Enquanto ela não parava de chorar, eu soltava toda e qualquer palavra que passava na minha mente. Eu não parei pra pensar uma vez se quer. Todo frio que descia pela minha espinha, se transformava em palavra para afetá-lo. Na verdade, eu ensaiei durante anos o meu discurso para quando o dia de hoje chegasse, eu soubesse falar sem pesar, mas a cada dia que passava, era uma nova frase para esse meu espetáculo sem fim. O problema foi nunca ter tido coragem de me apresentar em público, com só você me olhando. Ela continuava a me pedir "papas na língua", mas eu não prestava atenção em nada.
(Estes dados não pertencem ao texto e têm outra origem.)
// Tree-walking evaluator.
// Children are evaluated before their parent, left before right. The `,`
// operator produces an argument list rather than a value; only a function
// call may consume one.

use log::{debug, trace};
use numex_ast::{BinaryNode, BinaryOperator, CallNode, Node};
use numex_env::{Binding, Env};
use numex_value::{combine, Arith, Value};

use crate::dispatch::{kernel, Kernel};
use crate::error::EvalError;

/// Intermediate result of a subtree.
#[derive(Debug, Clone, PartialEq)]
enum Operand {
    Value(Value),
    Args(Vec<Value>),
}

impl Operand {
    fn type_name(&self) -> &'static str {
        match self {
            Operand::Value(value) => value.type_name(),
            Operand::Args(_) => "argument list",
        }
    }

    fn into_args(self) -> Vec<Value> {
        match self {
            Operand::Value(value) => vec![value],
            Operand::Args(values) => values,
        }
    }
}

/// Evaluates trees against an optional, borrowed environment.
///
/// Evaluation never mutates the tree or the environment, so one compiled
/// tree can be evaluated concurrently against different environments.
#[derive(Debug, Clone, Copy)]
pub struct Evaluator<'env> {
    env: Option<&'env Env>,
}

impl<'env> Evaluator<'env> {
    pub fn new(env: Option<&'env Env>) -> Self {
        Self { env }
    }

    pub fn evaluate(&self, node: &Node) -> Result<Value, EvalError> {
        match self.eval(node)? {
            Operand::Value(value) => {
                debug!("evaluated {node} to {}", value.type_name());
                Ok(value)
            }
            Operand::Args(_) => Err(EvalError::UnexpectedArguments),
        }
    }

    fn eval(&self, node: &Node) -> Result<Operand, EvalError> {
        match node {
            Node::Number(x) => Ok(Operand::Value(Value::Scalar64(*x))),
            Node::Variable(name) => self.variable(name).map(Operand::Value),
            Node::IndexedVariable { name, index } => {
                self.indexed_variable(name, *index).map(Operand::Value)
            }
            Node::Binary(binary) => self.binary(binary),
            Node::Call(call) => self.call(call).map(Operand::Value),
        }
    }

    fn lookup(&self, name: &str) -> Result<&'env Binding, EvalError> {
        self.env
            .and_then(|env| env.get(name))
            .ok_or_else(|| EvalError::KeyNotFound {
                name: name.to_string(),
            })
    }

    fn variable(&self, name: &str) -> Result<Value, EvalError> {
        match self.lookup(name)? {
            Binding::Value(value) => Ok(value.clone()),
            other => Err(EvalError::UnsupportedType {
                type_name: other.type_name(),
                name: name.to_string(),
            }),
        }
    }

    fn indexed_variable(&self, name: &str, index: usize) -> Result<Value, EvalError> {
        match self.lookup(name)? {
            Binding::Value(value) if !value.is_scalar() => {
                value
                    .element(index)
                    .ok_or_else(|| EvalError::IndexOutOfRange {
                        name: name.to_string(),
                        index,
                        len: value.len(),
                    })
            }
            other => Err(EvalError::UnsupportedType {
                type_name: other.type_name(),
                name: name.to_string(),
            }),
        }
    }

    /// Evaluates a chain of binary operators. The left spine is walked
    /// with a loop so that `1 + 2 + ... + n` does not recurse per operator.
    fn binary(&self, node: &BinaryNode) -> Result<Operand, EvalError> {
        let mut spine = vec![node];
        let mut leftmost = &node.left;
        while let Node::Binary(inner) = leftmost {
            spine.push(inner.as_ref());
            leftmost = &inner.left;
        }

        let mut acc = self.eval(leftmost)?;
        for binary in spine.into_iter().rev() {
            let right = self.eval(&binary.right)?;
            acc = apply(binary.operator, acc, right)?;
        }
        Ok(acc)
    }

    fn call(&self, node: &CallNode) -> Result<Value, EvalError> {
        let function = node.function;
        let argument = self.eval(&node.argument)?;
        trace!(
            "{function}({}){}",
            argument.type_name(),
            if function.is_reduction() { " reduces" } else { "" }
        );

        match kernel(function) {
            Kernel::Binary(arith) => {
                let args = argument.into_args();
                match args.as_slice() {
                    [lhs, rhs] => Ok(combine(arith, lhs, rhs)),
                    _ => Err(EvalError::ArityMismatch {
                        function: function.name(),
                        expected: function.arity(),
                        found: args.len(),
                    }),
                }
            }
            Kernel::Unary(unary) => match argument {
                Operand::Value(value) => Ok(unary.apply(&value)),
                Operand::Args(args) => Err(EvalError::ArityMismatch {
                    function: function.name(),
                    expected: function.arity(),
                    found: args.len(),
                }),
            },
        }
    }
}

fn apply(operator: BinaryOperator, left: Operand, right: Operand) -> Result<Operand, EvalError> {
    let arith = match operator {
        BinaryOperator::Add => Arith::Add,
        BinaryOperator::Sub => Arith::Sub,
        BinaryOperator::Mul => Arith::Mul,
        BinaryOperator::Div => Arith::Div,
        BinaryOperator::Concat => {
            let mut args = left.into_args();
            args.extend(right.into_args());
            return Ok(Operand::Args(args));
        }
    };

    match (left, right) {
        (Operand::Value(lhs), Operand::Value(rhs)) => {
            trace!("{} {} {}", lhs.type_name(), arith, rhs.type_name());
            Ok(Operand::Value(combine(arith, &lhs, &rhs)))
        }
        (left, right) => Err(EvalError::TypeMismatch {
            lhs: left.type_name(),
            op: operator.symbol(),
            rhs: right.type_name(),
        }),
    }
}

/// Evaluates `node` against `env`.
///
/// Without an environment any variable reference fails with
/// [`EvalError::KeyNotFound`].
pub fn evaluate(node: &Node, env: Option<&Env>) -> Result<Value, EvalError> {
    Evaluator::new(env).evaluate(node)
}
Apenas soltei todas as palavras, sem sentido e com toda a minha razão: eu sabia que estava certa. Eu não costumo ir além, mesmo sabendo do que estou falando. Eu costumo ficar quieta, vendo as coisas acontecerem e ter a certeza do que eu faço dentro de mim. O fato é que eu não preciso mostrar pra ninguém que eu estou certa. Eu realmente não preciso disso. Enfim. Dessa vez, foi diferente. Balbuciei pequenos rastros de dor, enquanto ele trocava de canal em busca de um programa besta que o fizesse dar risada. "Calma Ana!". Isso não era necessário, eu era um poço de calmaria. Falava no meu melhor timbre de voz. Nem eu mesma me reconheci, tamanha doçura na fala. Continuei, com aquele ar sarcástico que eu tanto prezei em falar. Tomei cuidado para que cada frase dita, fosse uma frase a ser pensada. Comemorei sua resposta como quem comemorava um ganho na loteria. Respirei aliviada como quem mata a saudade de alguém. E agora, enquanto escrevo isso, no outro comodo dos meus sentidos, vejo o peso dos litros de alcool que ele toma pela boca, escorrer pelos olhos em forma de arrependimento.